Cabot played most of the game in a 1-3-1 zone with senior guard CoCo Calhoon at the top guarding the ball, and she frustrated the West Memphis ball handlers from the outset.

“CoCo played extremely well tonight,” said Crowder. “She’s a smart player and she’s aggressive. She played well defensively and offensively. It was a great effort by everyone. We had to have that one and we played like it. I’m very proud of them.”

The win puts Cabot (16-10, 6-4) in a tie with West Memphis for the third playoff spot from the East Conference, and gives Cabot the tiebreaker in case they remain tied. West Memphis beat Cabot by just two points last month at WMHS.

Cabot is finished with its 7A conference schedule. West Memphis (16-7, 6-4) can still earn the playoff spot, but will have to beat North Little Rock at home on Friday. NLR beat West Memphis 85-80 last month at NLRHS.

The Lady Panthers didn’t shoot well early. Despite forcing 10 turnovers in the first quarter, Cabot only led 14-12 at the end of one period. Calhoon and senior point guard Leighton Taylor each got two steals in the frame, but combined to go 1 for 5 from the floor after the turnovers.

With 50 seconds left in the opening period and the score tied 9-9, Anna Sullivan drove the lane for a layup that also drew a crucial foul. West Memphis’ 6-foot-5 center Lashala Saine picked up her second foul and sat the rest of the half.

The forced turnovers by West Memphis continued to mount in the second period, but Cabot’s shooting got better and the lead grew, albeit slowly at first.
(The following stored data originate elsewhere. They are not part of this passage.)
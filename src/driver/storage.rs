//! Cloud Storage driver
//!
//! Buckets must be empty before they can be deleted, so `delete` removes
//! every object first. Storage deletes are synchronous and take no request
//! ID; the token is ignored.

use super::{DeleteStatus, ListFilter, ResourceDriver};
use crate::error::ProviderError;
use crate::gcp::client::GcpClient;
use crate::resource::fetcher::{fetch_all, json_str};
use crate::resource::{CloudResource, ResourceType};
use async_trait::async_trait;

pub struct BucketDriver {
    client: GcpClient,
}

impl BucketDriver {
    pub fn new(client: GcpClient) -> Self {
        Self { client }
    }

    async fn empty_bucket(&self, bucket: &str) -> Result<usize, ProviderError> {
        let objects = fetch_all(
            &self.client,
            &self.client.storage_objects_url(bucket),
            "items",
            &[("fields", "items(name),nextPageToken".to_string())],
        )
        .await?;

        let mut deleted = 0;
        for object in &objects {
            let Some(name) = json_str(object, "name") else {
                continue;
            };
            let url = format!(
                "{}/{}",
                self.client.storage_objects_url(bucket),
                urlencoding::encode(&name)
            );
            match self.client.delete(&url).await {
                Ok(_) | Err(ProviderError::NotFound) => deleted += 1,
                Err(err) => return Err(err),
            }
        }

        Ok(deleted)
    }
}

#[async_trait]
impl ResourceDriver for BucketDriver {
    fn resource_type(&self) -> ResourceType {
        ResourceType::Bucket
    }

    async fn list(&self, filter: &ListFilter) -> Result<Vec<CloudResource>, ProviderError> {
        let mut params = vec![("project", self.client.project_id.clone())];
        if let Some(prefix) = filter.prefix() {
            params.push(("prefix", prefix.to_string()));
        }

        let items = fetch_all(&self.client, &self.client.storage_url("b"), "items", &params).await?;

        Ok(items
            .iter()
            .filter_map(|item| {
                let name = json_str(item, "name")?;
                let mut bucket = CloudResource::new(ResourceType::Bucket, name);
                bucket.project = Some(self.client.project_id.clone());
                bucket.url = json_str(item, "selfLink");
                Some(bucket)
            })
            .filter(|bucket| filter.matches(bucket))
            .collect())
    }

    async fn delete(
        &self,
        item: &CloudResource,
        _request_id: &str,
    ) -> Result<DeleteStatus, ProviderError> {
        let removed = match self.empty_bucket(&item.name).await {
            Ok(n) => n,
            Err(ProviderError::NotFound) => return Ok(DeleteStatus::NotFound),
            Err(err) => return Err(err),
        };
        if removed > 0 {
            tracing::debug!("Deleted {} objects from bucket {}", removed, item.name);
        }

        match self.client.delete(&self.client.storage_bucket_url(&item.name)).await {
            Ok(_) => Ok(DeleteStatus::Done),
            Err(ProviderError::NotFound) => Ok(DeleteStatus::NotFound),
            Err(err) => Err(err),
        }
    }
}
Neither team scored a basket for more than half the period. With 3:30 left in the half, West Memphis coach Sheila Burns called timeout with Cabot leading 21-12. The Lady Panthers had made 7 of 8 free throws while Burns’ Lady Blue Devils had gone 0 for 4 from the floor, 0 for 2 from the line and committed five turnovers.
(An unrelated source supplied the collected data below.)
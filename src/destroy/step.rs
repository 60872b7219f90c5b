//! Step execution
//!
//! The discover → track → delete cycle shared by every step, and the
//! network step which purges foreign routes before each network.

use super::graph::StepId;
use super::report::StepReport;
use super::reconciler::Reconciler;
use crate::driver::{DeleteStatus, ListFilter};
use crate::error::{ProviderError, TeardownError};
use crate::resource::{AttemptState, CloudResource, ResourceType};
use tracing::{debug, info};

/// Routes the provider creates for every network and removes with it.
const DEFAULT_ROUTE_PREFIX: &str = "default-route-";

fn subject(resource_type: ResourceType, item: &CloudResource) -> String {
    format!("{} {}", resource_type, item.key)
}

impl Reconciler {
    /// List resources of one type. A failed listing is recorded and yields `None`.
    pub(super) async fn list_resources(
        &mut self,
        resource_type: ResourceType,
        filter: &ListFilter,
        report: &mut StepReport,
    ) -> Result<Option<Vec<CloudResource>>, TeardownError> {
        let driver = self.drivers.get(resource_type)?.clone();

        match self.call(driver.list(filter)).await {
            Ok(items) => Ok(Some(items)),
            Err(err) => {
                self.record_failure(report, format!("listing {}s", resource_type), err)?;
                Ok(None)
            }
        }
    }

    /// Confirm owned items, fold them into the pending set and return every
    /// pending item of the type.
    pub(super) fn track(
        &mut self,
        resource_type: ResourceType,
        owned: Vec<CloudResource>,
    ) -> Vec<CloudResource> {
        for item in &owned {
            self.ownership.confirm(item);
            if resource_type == ResourceType::ServiceAccount {
                self.owned_service_accounts.insert(item.name.clone());
            }
            if !self.tracker.contains(resource_type, &item.key) {
                info!("Found {} {}", resource_type, item.key);
            }
        }
        self.tracker.reconcile(resource_type, owned)
    }

    /// Attempt to delete each item, reusing in-flight request IDs.
    ///
    /// A failing item never stops the others. Only cancellation and fatal
    /// errors end the loop early.
    pub(super) async fn delete_items(
        &mut self,
        resource_type: ResourceType,
        items: Vec<CloudResource>,
        report: &mut StepReport,
    ) -> Result<(), TeardownError> {
        let driver = self.drivers.get(resource_type)?.clone();

        for item in items {
            if self.cancel.is_cancelled() {
                return Err(TeardownError::Cancelled);
            }

            let retrying = matches!(
                self.idempotency.state(resource_type, &item.key),
                AttemptState::InFlight(_)
            );
            let token = self.idempotency.token(resource_type, &item.key);

            let response = self.call(driver.delete(&item, &token)).await;
            if matches!(response, Err(ProviderError::Cancelled)) {
                return Err(TeardownError::Cancelled);
            }
            self.idempotency.observe(resource_type, &item.key, &response);

            match response {
                Ok(DeleteStatus::Done) => {
                    self.tracker.remove(resource_type, &item);
                    report.deleted += 1;
                    info!("Deleted {} {}", resource_type, item.key);
                }
                Ok(DeleteStatus::NotFound) | Err(ProviderError::NotFound) => {
                    if retrying {
                        debug!(
                            request_id = %token,
                            "{} {} not found while a delete request was in flight",
                            resource_type,
                            item.key
                        );
                    }
                    self.tracker.remove(resource_type, &item);
                    report.deleted += 1;
                    info!("Deleted {} {}", resource_type, item.key);
                }
                Ok(DeleteStatus::Pending) => {
                    debug!(
                        request_id = %token,
                        "Deletion of {} {} in progress",
                        resource_type,
                        item.key
                    );
                }
                Err(err) => self.record_failure(report, subject(resource_type, &item), err)?,
            }
        }

        Ok(())
    }

    /// List installer-named items of one type and delete everything pending.
    pub(super) async fn run_standard_step(
        &mut self,
        step: StepId,
        resource_type: ResourceType,
    ) -> Result<StepReport, TeardownError> {
        let mut report = StepReport::new(step);
        let filter = self.ownership.direct_filter()?;

        let listed = self
            .list_resources(resource_type, &filter, &mut report)
            .await?
            .unwrap_or_default();
        let pending = self.track(resource_type, listed);

        self.delete_items(resource_type, pending, &mut report).await?;
        report.pending = self.tracker.count(resource_type);
        Ok(report)
    }

    /// Delete networks, removing each network's non-default routes first.
    pub(super) async fn run_networks_step(&mut self) -> Result<StepReport, TeardownError> {
        let mut report = StepReport::new(StepId::Networks);
        let filter = self.ownership.direct_filter()?;

        let listed = self
            .list_resources(ResourceType::Network, &filter, &mut report)
            .await?
            .unwrap_or_default();
        let networks = self.track(ResourceType::Network, listed);

        for network in networks {
            if self.cancel.is_cancelled() {
                return Err(TeardownError::Cancelled);
            }

            if let Some(url) = network.url.clone() {
                if !self.purge_network_routes(&url, &mut report).await? {
                    debug!("Network {} still has routes, retrying next pass", network.name);
                    continue;
                }
            }

            self.delete_items(ResourceType::Network, vec![network], &mut report)
                .await?;
        }

        report.pending = self.tracker.count(ResourceType::Network);
        Ok(report)
    }

    /// Delete routes attached to the network. Returns true once none remain.
    async fn purge_network_routes(
        &mut self,
        network_url: &str,
        report: &mut StepReport,
    ) -> Result<bool, TeardownError> {
        let filter = ListFilter::network(network_url)?;

        let Some(routes) = self
            .list_resources(ResourceType::Route, &filter, report)
            .await?
        else {
            return Ok(false);
        };

        let foreign: Vec<CloudResource> = routes
            .into_iter()
            .filter(|route| !route.name.starts_with(DEFAULT_ROUTE_PREFIX))
            .collect();
        self.track(ResourceType::Route, foreign);

        let attached: Vec<CloudResource> = self
            .tracker
            .list(ResourceType::Route)
            .into_iter()
            .filter(|route| filter.matches(route))
            .collect();
        self.delete_items(ResourceType::Route, attached.clone(), report)
            .await?;

        Ok(attached
            .iter()
            .all(|route| !self.tracker.contains(ResourceType::Route, &route.key)))
    }
}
Right out of the break, Calhoon got her fourth steal, missed a layup, got her own rebound and put it back in for a 23-12 Cabot lead. The Lady Blue Devils threw the ball away again on the inbound pass and Burns called another timeout. The visitors rushed a shot after that break and Calhoon scored at the other end to make it 25-12 with 2:42 left in the first half.
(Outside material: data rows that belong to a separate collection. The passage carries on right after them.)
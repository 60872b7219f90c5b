//! Convergence loop
//!
//! A [`Reconciler`] owns all run-scoped state: the pending items, the
//! idempotency tokens and the confirmed-ownership set. It repeats the full
//! step sequence until one pass is clean or the run is cancelled.

use super::graph::{StepGraph, StepId, StepNode};
use super::ownership::OwnershipClassifier;
use super::report::{Outcome, PassReport, StepReport, TeardownSummary};
use crate::config::TeardownSettings;
use crate::driver::DriverSet;
use crate::error::{ProviderError, TeardownError};
use crate::resource::{IdempotencyCache, PendingItemTracker};
use chrono::Utc;
use std::collections::BTreeSet;
use std::future::Future;
use tokio_util::sync::CancellationToken;
use tracing::{debug, error, info, warn};

pub struct Reconciler {
    pub(super) settings: TeardownSettings,
    pub(super) drivers: DriverSet,
    pub(super) ownership: OwnershipClassifier,
    pub(super) tracker: PendingItemTracker,
    pub(super) idempotency: IdempotencyCache,
    /// Emails of every cluster service account seen during the run.
    pub(super) owned_service_accounts: BTreeSet<String>,
    graph: StepGraph,
    skipped: BTreeSet<StepId>,
    passes: usize,
    pub(super) cancel: CancellationToken,
}

impl Reconciler {
    pub fn new(settings: TeardownSettings, drivers: DriverSet) -> Result<Self, TeardownError> {
        Self::with_graph(settings, drivers, StepGraph::standard()?)
    }

    /// Run a custom step graph, e.g. a subset of the standard steps.
    pub fn with_graph(
        settings: TeardownSettings,
        drivers: DriverSet,
        graph: StepGraph,
    ) -> Result<Self, TeardownError> {
        settings.validate()?;
        let ownership = OwnershipClassifier::new(&settings.infra_id)?;

        Ok(Self {
            settings,
            drivers,
            ownership,
            tracker: PendingItemTracker::new(),
            idempotency: IdempotencyCache::new(),
            owned_service_accounts: BTreeSet::new(),
            graph,
            skipped: BTreeSet::new(),
            passes: 0,
            cancel: CancellationToken::new(),
        })
    }

    /// Cancelling stops further provider calls and prevents a new pass.
    pub fn cancellation_token(&self) -> CancellationToken {
        self.cancel.clone()
    }

    pub fn tracker(&self) -> &PendingItemTracker {
        &self.tracker
    }

    pub fn idempotency(&self) -> &IdempotencyCache {
        &self.idempotency
    }

    pub fn ownership(&self) -> &OwnershipClassifier {
        &self.ownership
    }

    pub fn skipped_steps(&self) -> Vec<StepId> {
        self.skipped.iter().copied().collect()
    }

    pub fn passes(&self) -> usize {
        self.passes
    }

    /// Bound a provider call by the request timeout and the cancellation token.
    pub(super) async fn call<T, F>(&self, request: F) -> Result<T, ProviderError>
    where
        F: Future<Output = Result<T, ProviderError>>,
    {
        let timeout = self.settings.request_timeout;
        tokio::select! {
            biased;
            _ = self.cancel.cancelled() => Err(ProviderError::Cancelled),
            result = tokio::time::timeout(timeout, request) => match result {
                Ok(response) => response,
                Err(_) => Err(ProviderError::Transient(format!(
                    "no response within {}s",
                    timeout.as_secs()
                ))),
            },
        }
    }

    /// Record a failed call against the step, unless it must end the pass.
    pub(super) fn record_failure(
        &self,
        report: &mut StepReport,
        subject: String,
        err: ProviderError,
    ) -> Result<(), TeardownError> {
        match err {
            ProviderError::Cancelled => Err(TeardownError::Cancelled),
            err if err.is_fatal() => Err(TeardownError::provider(subject, err)),
            err => {
                warn!("Failed on {}: {}", subject, err);
                report.record_failure(subject, err);
                Ok(())
            }
        }
    }

    /// Execute one full pass over the step graph.
    pub async fn run_pass(&mut self) -> Result<PassReport, TeardownError> {
        self.passes += 1;
        let number = self.passes;
        debug!(pass = number, "Starting pass");

        let nodes: Vec<StepNode> = self.graph.order().to_vec();
        let mut steps = Vec::with_capacity(nodes.len());

        for node in nodes {
            if self.cancel.is_cancelled() {
                return Err(TeardownError::Cancelled);
            }
            steps.push(self.run_step(node).await?);
        }

        debug!(
            pass = number,
            confirmed = self.ownership.confirmed_count(),
            in_flight = self.idempotency.in_flight(),
            "Finished pass"
        );

        Ok(PassReport {
            number,
            steps,
            remaining: self.tracker.summary(),
        })
    }

    async fn run_step(&mut self, node: StepNode) -> Result<StepReport, TeardownError> {
        if self.skipped.contains(&node.id) {
            return Ok(StepReport::skipped(node.id));
        }

        debug!(step = %node.id, "Running step");
        let report = match node.id {
            StepId::Dns => self.run_dns_step().await?,
            StepId::PolicyBindings => self.run_policy_step().await?,
            StepId::InternalLoadBalancers => self.run_internal_lb_step().await?,
            StepId::ExternalLoadBalancers => self.run_external_lb_step().await?,
            StepId::Networks => self.run_networks_step().await?,
            id => match id.resource_type() {
                Some(resource_type) => self.run_standard_step(id, resource_type).await?,
                None => StepReport::new(id),
            },
        };

        if node.optional && report.permission_denied() {
            warn!(
                "Skipping {} for the rest of the run: permission denied",
                node.id
            );
            self.skipped.insert(node.id);
            if let Some(resource_type) = node.id.resource_type() {
                let abandoned = self.tracker.abandon(resource_type);
                if abandoned > 0 {
                    warn!("Leaving {} {} item(s) in place", abandoned, resource_type);
                }
            }
            return Ok(StepReport::skipped(node.id));
        }

        Ok(report)
    }

    /// Repeat passes until one is clean or the run is cancelled.
    ///
    /// Only fatal errors are returned; cancellation yields a summary with
    /// a cancelled outcome.
    pub async fn run(&mut self) -> Result<TeardownSummary, TeardownError> {
        let started_at = Utc::now();
        info!(
            infra_id = %self.settings.infra_id,
            project = %self.settings.project_id,
            region = %self.settings.region,
            controller_uid = %self.ownership.controller_uid(),
            "Destroying cluster resources"
        );

        let outcome = loop {
            if self.cancel.is_cancelled() {
                break Outcome::Cancelled;
            }

            let pass = match self.run_pass().await {
                Ok(pass) => pass,
                Err(TeardownError::Cancelled) => break Outcome::Cancelled,
                Err(err) => {
                    error!("Teardown aborted: {}", err);
                    return Err(err);
                }
            };

            pass.log();
            if pass.is_clean() {
                break Outcome::Completed;
            }

            tokio::select! {
                _ = self.cancel.cancelled() => break Outcome::Cancelled,
                _ = tokio::time::sleep(self.settings.pass_interval) => {}
            }
        };

        match outcome {
            Outcome::Completed => info!(passes = self.passes, "All cluster resources deleted"),
            Outcome::Cancelled => warn!(
                passes = self.passes,
                pending = self.tracker.total(),
                in_flight = self.idempotency.in_flight(),
                "Teardown cancelled"
            ),
        }

        Ok(TeardownSummary {
            infra_id: self.settings.infra_id.clone(),
            project_id: self.settings.project_id.clone(),
            region: self.settings.region.clone(),
            outcome,
            passes: self.passes,
            started_at,
            finished_at: Utc::now(),
            freed_quota: self.tracker.freed_quota().to_vec(),
            skipped_steps: self.skipped_steps(),
        })
    }
}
West Memphis got its first points of the quarter with 2:23 remaining when Anquenetta Higgs hit a bucket while being fouled. She missed the free throw, but Cabot turned it over and Niyah Townsend hit a 3-pointer to quickly pull the Lady Blue Devils to within 25-17 with two minutes left.

Cabot closed the half with an 8-2 run that saw Calhoon score the last six in a row. She hit two free throws after the buzzer to give the Lady Panthers a 33-19 lead at the break.

West Memphis extended its man defense to three-quarter court to start the second half, but Cabot sliced through it and extended its lead.

Much like it ended the first half, Cabot opened the second half with an 11-3 run. Taylor hit a 3-pointer with 2:41 left in the third quarter that gave the Lady Panthers a 44-22 lead, but West Memphis made one more run.

The Lady Blue Devils outscored Cabot 8-0 from that point to the end of the quarter to make it 44-30 going into the fourth.

Cabot’s Josie Vanoss put a quick end to any West Memphis hope. After a free throw by Calhoon, Vanoss scored six-straight points on back-to-back three-point plays to put Cabot back up by 21 at 51-30 just two minutes into the fourth quarter.

Calhoon led all scorers with 23 points and also had six steals and six rebounds. Taylor and Sullivan each finished with 11 points.

Sable Greer led West Memphis with 13 points.

Cabot was outstanding from the free-throw line, hitting 26 of 32, and was 19 of 21 going into the fourth quarter.

The Lady Panthers were 16 of 47 from the floor, and just 1 for 5 from 3-point range.

West Memphis outrebounded Cabot 32-21, but only made 4 of 14 free throws and went 15 of 50 from the floor (4 of 8 3-pointers).

Cabot assistant coach Charles Ruple congratulated Crowder on win 800, and gave her credit for the victory.

“I missed three practices this week and she had them ready to play,” Ruple said. “She did a great job preparing the team from top to bottom. We won the junior varsity game pretty handily, too, and that’s because of how well Carla prepared them.”